### [Recorded data]
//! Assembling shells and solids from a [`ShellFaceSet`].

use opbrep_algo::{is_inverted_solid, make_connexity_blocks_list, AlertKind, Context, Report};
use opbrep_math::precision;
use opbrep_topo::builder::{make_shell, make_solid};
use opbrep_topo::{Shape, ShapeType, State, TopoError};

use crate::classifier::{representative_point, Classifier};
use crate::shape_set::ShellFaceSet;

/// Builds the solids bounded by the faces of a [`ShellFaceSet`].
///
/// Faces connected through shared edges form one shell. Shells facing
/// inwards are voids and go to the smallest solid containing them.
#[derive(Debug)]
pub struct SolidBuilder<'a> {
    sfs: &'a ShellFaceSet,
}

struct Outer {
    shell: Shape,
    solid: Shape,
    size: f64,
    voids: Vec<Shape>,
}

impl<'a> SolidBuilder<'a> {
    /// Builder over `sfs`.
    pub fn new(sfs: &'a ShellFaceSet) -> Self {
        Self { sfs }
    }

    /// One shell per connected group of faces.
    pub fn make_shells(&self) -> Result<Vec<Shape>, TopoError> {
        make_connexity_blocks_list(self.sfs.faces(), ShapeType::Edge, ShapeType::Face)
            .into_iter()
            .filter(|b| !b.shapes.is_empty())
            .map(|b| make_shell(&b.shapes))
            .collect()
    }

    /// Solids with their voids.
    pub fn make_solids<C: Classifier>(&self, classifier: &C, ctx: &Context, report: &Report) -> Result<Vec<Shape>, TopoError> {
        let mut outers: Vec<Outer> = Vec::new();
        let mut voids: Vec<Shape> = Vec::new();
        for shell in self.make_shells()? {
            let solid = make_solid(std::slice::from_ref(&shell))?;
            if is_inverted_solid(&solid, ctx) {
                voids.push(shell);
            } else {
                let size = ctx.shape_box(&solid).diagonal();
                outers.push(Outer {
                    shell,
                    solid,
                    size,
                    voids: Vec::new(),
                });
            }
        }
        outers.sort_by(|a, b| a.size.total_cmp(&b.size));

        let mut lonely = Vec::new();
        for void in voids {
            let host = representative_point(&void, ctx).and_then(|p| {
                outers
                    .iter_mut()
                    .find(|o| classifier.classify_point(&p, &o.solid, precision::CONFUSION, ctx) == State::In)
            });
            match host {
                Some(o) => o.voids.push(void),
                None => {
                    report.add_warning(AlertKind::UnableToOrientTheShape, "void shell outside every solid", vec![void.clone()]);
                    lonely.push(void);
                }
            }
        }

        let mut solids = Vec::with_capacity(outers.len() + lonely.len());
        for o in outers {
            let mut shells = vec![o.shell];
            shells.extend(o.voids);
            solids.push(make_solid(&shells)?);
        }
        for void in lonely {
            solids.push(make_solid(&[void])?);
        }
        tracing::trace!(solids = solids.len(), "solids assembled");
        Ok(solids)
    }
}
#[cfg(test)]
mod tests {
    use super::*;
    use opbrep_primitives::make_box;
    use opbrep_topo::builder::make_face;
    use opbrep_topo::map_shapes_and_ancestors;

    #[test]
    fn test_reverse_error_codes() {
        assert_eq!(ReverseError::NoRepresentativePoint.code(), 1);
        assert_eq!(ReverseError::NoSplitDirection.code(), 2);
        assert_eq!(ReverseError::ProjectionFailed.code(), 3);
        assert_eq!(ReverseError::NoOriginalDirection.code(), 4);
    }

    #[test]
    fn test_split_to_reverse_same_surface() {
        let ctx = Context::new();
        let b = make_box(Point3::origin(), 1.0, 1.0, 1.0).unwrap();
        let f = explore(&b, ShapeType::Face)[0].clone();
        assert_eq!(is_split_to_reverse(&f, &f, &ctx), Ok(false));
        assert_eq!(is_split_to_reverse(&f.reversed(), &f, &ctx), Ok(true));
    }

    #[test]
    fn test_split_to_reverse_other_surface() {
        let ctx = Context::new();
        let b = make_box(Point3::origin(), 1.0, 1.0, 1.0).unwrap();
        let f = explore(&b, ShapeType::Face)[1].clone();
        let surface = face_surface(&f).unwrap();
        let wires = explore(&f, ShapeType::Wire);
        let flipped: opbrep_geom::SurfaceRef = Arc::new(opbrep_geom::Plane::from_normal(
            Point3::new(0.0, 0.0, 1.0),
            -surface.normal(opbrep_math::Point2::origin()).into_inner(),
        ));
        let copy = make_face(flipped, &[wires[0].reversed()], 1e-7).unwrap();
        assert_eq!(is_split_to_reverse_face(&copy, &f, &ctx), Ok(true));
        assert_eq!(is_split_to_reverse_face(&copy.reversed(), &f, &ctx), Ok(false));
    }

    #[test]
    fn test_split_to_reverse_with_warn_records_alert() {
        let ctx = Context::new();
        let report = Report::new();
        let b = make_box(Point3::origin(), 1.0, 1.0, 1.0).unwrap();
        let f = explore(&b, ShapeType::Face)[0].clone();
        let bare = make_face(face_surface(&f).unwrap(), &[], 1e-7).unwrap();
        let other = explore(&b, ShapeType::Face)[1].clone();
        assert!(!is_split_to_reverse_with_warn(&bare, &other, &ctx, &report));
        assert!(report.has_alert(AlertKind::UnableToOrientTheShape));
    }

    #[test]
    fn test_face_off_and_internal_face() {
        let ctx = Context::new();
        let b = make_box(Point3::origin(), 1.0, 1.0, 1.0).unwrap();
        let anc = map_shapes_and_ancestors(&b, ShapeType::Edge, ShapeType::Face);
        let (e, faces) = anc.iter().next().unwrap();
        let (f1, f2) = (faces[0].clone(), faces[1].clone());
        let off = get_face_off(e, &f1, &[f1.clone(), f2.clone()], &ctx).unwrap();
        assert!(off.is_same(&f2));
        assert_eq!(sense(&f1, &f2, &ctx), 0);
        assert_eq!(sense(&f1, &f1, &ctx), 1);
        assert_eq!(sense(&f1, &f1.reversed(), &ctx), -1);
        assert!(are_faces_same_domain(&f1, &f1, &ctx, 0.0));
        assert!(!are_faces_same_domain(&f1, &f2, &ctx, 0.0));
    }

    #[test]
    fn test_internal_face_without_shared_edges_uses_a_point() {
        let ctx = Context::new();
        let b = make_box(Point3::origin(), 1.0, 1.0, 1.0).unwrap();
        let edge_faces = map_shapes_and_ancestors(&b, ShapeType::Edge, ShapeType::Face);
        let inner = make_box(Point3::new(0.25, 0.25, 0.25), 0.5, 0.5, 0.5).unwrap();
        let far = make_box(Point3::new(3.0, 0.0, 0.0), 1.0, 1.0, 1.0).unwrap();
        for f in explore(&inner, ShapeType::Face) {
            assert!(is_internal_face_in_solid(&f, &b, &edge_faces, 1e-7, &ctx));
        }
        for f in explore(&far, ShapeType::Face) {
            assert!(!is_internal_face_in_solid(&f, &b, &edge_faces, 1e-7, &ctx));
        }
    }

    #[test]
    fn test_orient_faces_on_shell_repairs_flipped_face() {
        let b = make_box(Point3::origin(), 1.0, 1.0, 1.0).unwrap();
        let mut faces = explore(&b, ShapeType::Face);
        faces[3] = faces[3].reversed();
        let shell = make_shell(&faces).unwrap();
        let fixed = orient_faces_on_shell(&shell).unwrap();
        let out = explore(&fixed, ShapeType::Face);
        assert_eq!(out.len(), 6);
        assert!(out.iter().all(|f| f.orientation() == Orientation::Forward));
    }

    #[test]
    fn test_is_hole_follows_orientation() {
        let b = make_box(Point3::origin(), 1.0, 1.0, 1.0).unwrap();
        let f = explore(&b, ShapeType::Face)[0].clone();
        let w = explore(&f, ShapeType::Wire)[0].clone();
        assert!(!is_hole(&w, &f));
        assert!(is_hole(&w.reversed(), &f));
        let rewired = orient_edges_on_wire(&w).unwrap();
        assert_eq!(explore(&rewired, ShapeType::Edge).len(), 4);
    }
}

### [Exercise brief]
Return a copy of every line in the records that includes the string "clone".

### [Answer box]
                    report.add_warning(AlertKind::UnableToOrientTheShape, "void shell outside every solid", vec![void.clone()]);
        let f = explore(&b, ShapeType::Face)[0].clone();
        let f = explore(&b, ShapeType::Face)[1].clone();
        let f = explore(&b, ShapeType::Face)[0].clone();
        let other = explore(&b, ShapeType::Face)[1].clone();
        let (f1, f2) = (faces[0].clone(), faces[1].clone());
        let off = get_face_off(e, &f1, &[f1.clone(), f2.clone()], &ctx).unwrap();
        let f = explore(&b, ShapeType::Face)[0].clone();
        let w = explore(&f, ShapeType::Wire)[0].clone();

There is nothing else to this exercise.